Task description: Copy the lines below that contain "CommentRepo".

The data:

Content starts

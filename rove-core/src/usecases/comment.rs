use super::prelude::*;

#[derive(Debug, Clone)]
pub struct CommentDetails {
    pub comment: Comment,
    pub author: String,
    pub likes: u64,
}

pub fn create_comment<R>(
    repo: &R,
    account_id: AccountId,
    post_id: PostId,
    content: String,
) -> Result<CommentId>
where
    R: PostRepo + CommentRepo,
{
    let post = repo.get_post(post_id)?;
    let new_comment = NewComment {
        account_id,
        post_id: post.id,
        content,
    };
    Ok(repo.create_comment(&new_comment)?)
}

pub fn get_own_comment<R: CommentRepo>(
    repo: &R,
    account_id: AccountId,
    comment_id: CommentId,
) -> Result<Comment> {
    let comment = repo.get_comment(comment_id)?;
    if comment.account_id != account_id {
        return Err(Error::Forbidden);
    }
    Ok(comment)
}

pub fn update_comment<R: CommentRepo>(
    repo: &R,
    account_id: AccountId,
    comment_id: CommentId,
    content: String,
) -> Result<Comment> {
    let comment = Comment {
        content,
        ..get_own_comment(repo, account_id, comment_id)?
    };
    repo.update_comment(&comment)?;
    Ok(comment)
}

pub fn delete_comment<R: CommentRepo>(
    repo: &R,
    account_id: AccountId,
    comment_id: CommentId,
) -> Result<Comment> {
    let comment = get_own_comment(repo, account_id, comment_id)?;
    repo.delete_comment(comment.id)?;
    Ok(comment)
}

pub fn load_comment_page_details<R>(repo: &R, page: Page<Comment>) -> Result<Page<CommentDetails>>
where
    R: AccountRepo + LikeRepo,
{
    page.try_map(|comment| {
        let author = repo.get_account(comment.account_id)?.user_name;
        let likes = repo.count_comment_likes(comment.id)?;
        Ok(CommentDetails {
            comment,
            author,
            likes,
        })
    })
}

#[cfg(test)]
mod tests {
    use super::{super::tests::*, *};

    #[test]
    fn comment_on_existing_post_only() {
        let db = MockDb::default();
        let ana = db.add_account("ana");
        let bob = db.add_account("bob");
        let post = db.add_post(ana, "a.png");
        let id = create_comment(&db, bob, post, "Lovely!".into()).unwrap();
        assert_eq!(db.get_comment(id).unwrap().post_id, post);

        let err = create_comment(&db, bob, PostId::new(999), "?".into()).unwrap_err();
        assert!(matches!(err, Error::Repo(repo::Error::NotFound)));
    }

    #[test]
    fn only_the_owner_may_modify_a_comment() {
        let db = MockDb::default();
        let ana = db.add_account("ana");
        let bob = db.add_account("bob");
        let post = db.add_post(ana, "a.png");
        let id = db.add_comment(bob, post);

        assert!(matches!(
            update_comment(&db, ana, id, "Edited".into()),
            Err(Error::Forbidden)
        ));
        assert!(matches!(delete_comment(&db, ana, id), Err(Error::Forbidden)));

        let updated = update_comment(&db, bob, id, "Edited".into()).unwrap();
        assert_eq!(updated.content, "Edited");
        delete_comment(&db, bob, id).unwrap();
        assert!(db.get_comment(id).is_err());
    }

    #[test]
    fn comment_details_contain_author_and_likes() {
        let db = MockDb::default();
        let ana = db.add_account("ana");
        let post = db.add_post(ana, "a.png");
        let id = db.add_comment(ana, post);
        db.create_comment_like(&CommentLike {
            account_id: ana,
            comment_id: id,
        })
        .unwrap();
        let page = db
            .comments_of_post(post, &PageRequest::new(None, 10))
            .unwrap();
        let details = load_comment_page_details(&db, page).unwrap();
        assert_eq!(details.items.len(), 1);
        assert_eq!(details.items[0].author, "ana");
        assert_eq!(details.items[0].likes, 1);
    }
}
use super::{map_duplicate, prelude::*};

#[rustfmt::skip]
#[derive(Debug, Clone)]
pub struct ProfileUpdate {
    pub user_name  : String,
    pub location   : String,
    pub first_name : String,
    pub last_name  : String,
}

pub fn update_profile<R>(repo: &R, account_id: AccountId, update: ProfileUpdate) -> Result<()>
where
    R: AccountRepo,
{
    let ProfileUpdate {
        user_name,
        location,
        first_name,
        last_name,
    } = update;
    let account = Account {
        user_name,
        location,
        first_name,
        last_name,
        ..repo.get_account(account_id)?
    };
    repo.update_account(&account)
        .map_err(|err| map_duplicate(err, Error::UserNameTaken))
}

/// Deletes the account including everything it owns.
///
/// Returns the image names of all deleted posts.
pub fn delete_account<R>(repo: &R, account_id: AccountId) -> Result<Vec<String>>
where
    R: AccountRepo + PostRepo,
{
    let images = repo.image_names_of_account(account_id)?;
    repo.delete_account(account_id)?;
    log::debug!("Deleted account {account_id} with {} post(s)", images.len());
    Ok(images)
}
use crate::id::{AccountId, FolderId, PostId};

#[rustfmt::skip]
#[derive(Debug, Clone, PartialEq, Eq)]
pub struct DestinationFolder {
    pub id         : FolderId,
    pub account_id : AccountId,
    pub name       : String,
}

#[rustfmt::skip]
#[derive(Debug, Clone, PartialEq, Eq)]
pub struct NewDestinationFolder {
    pub account_id : AccountId,
    pub name       : String,
}

/// A post saved into a destination folder.
#[rustfmt::skip]
#[derive(Debug, Clone, Copy, PartialEq, Eq, Hash)]
pub struct SavedDestination {
    pub folder_id : FolderId,
    pub post_id   : PostId,
}
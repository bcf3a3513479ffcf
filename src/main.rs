mod cli;
mod config;

fn main() -> anyhow::Result<()> {
    env_logger::init();
    cli::run()
}
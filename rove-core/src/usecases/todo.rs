use super::prelude::*;

#[rustfmt::skip]
#[derive(Debug, Clone)]
pub struct ToDoContent {
    pub name        : String,
    pub description : String,
}

pub fn create_todo<R: ToDoRepo>(repo: &R, account_id: AccountId, content: ToDoContent) -> Result<ToDoId> {
    let ToDoContent { name, description } = content;
    let todo = NewToDo {
        account_id,
        name,
        description,
    };
    Ok(repo.create_todo(&todo)?)
}

pub fn get_own_todo<R: ToDoRepo>(repo: &R, account_id: AccountId, todo_id: ToDoId) -> Result<ToDo> {
    let todo = repo.get_todo(todo_id)?;
    if todo.account_id != account_id {
        return Err(Error::Forbidden);
    }
    Ok(todo)
}

pub fn update_todo<R: ToDoRepo>(
    repo: &R,
    account_id: AccountId,
    todo_id: ToDoId,
    content: ToDoContent,
) -> Result<()> {
    let ToDoContent { name, description } = content;
    let todo = ToDo {
        name,
        description,
        ..get_own_todo(repo, account_id, todo_id)?
    };
    Ok(repo.update_todo(&todo)?)
}

/// Completed items are removed from the list.
pub fn complete_todo<R: ToDoRepo>(repo: &R, account_id: AccountId, todo_id: ToDoId) -> Result<ToDo> {
    let todo = get_own_todo(repo, account_id, todo_id)?;
    repo.delete_todo(todo.id)?;
    Ok(todo)
}
use crate::id::{AccountId, CommentId, PostId};

#[rustfmt::skip]
#[derive(Debug, Clone, PartialEq, Eq)]
pub struct Comment {
    pub id         : CommentId,
    pub account_id : AccountId,
    pub post_id    : PostId,
    pub content    : String,
}

#[rustfmt::skip]
#[derive(Debug, Clone, PartialEq, Eq)]
pub struct NewComment {
    pub account_id : AccountId,
    pub post_id    : PostId,
    pub content    : String,
}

Content ends

Your response:
    R: PostRepo + CommentRepo,
pub fn get_own_comment<R: CommentRepo>(
pub fn update_comment<R: CommentRepo>(
pub fn delete_comment<R: CommentRepo>(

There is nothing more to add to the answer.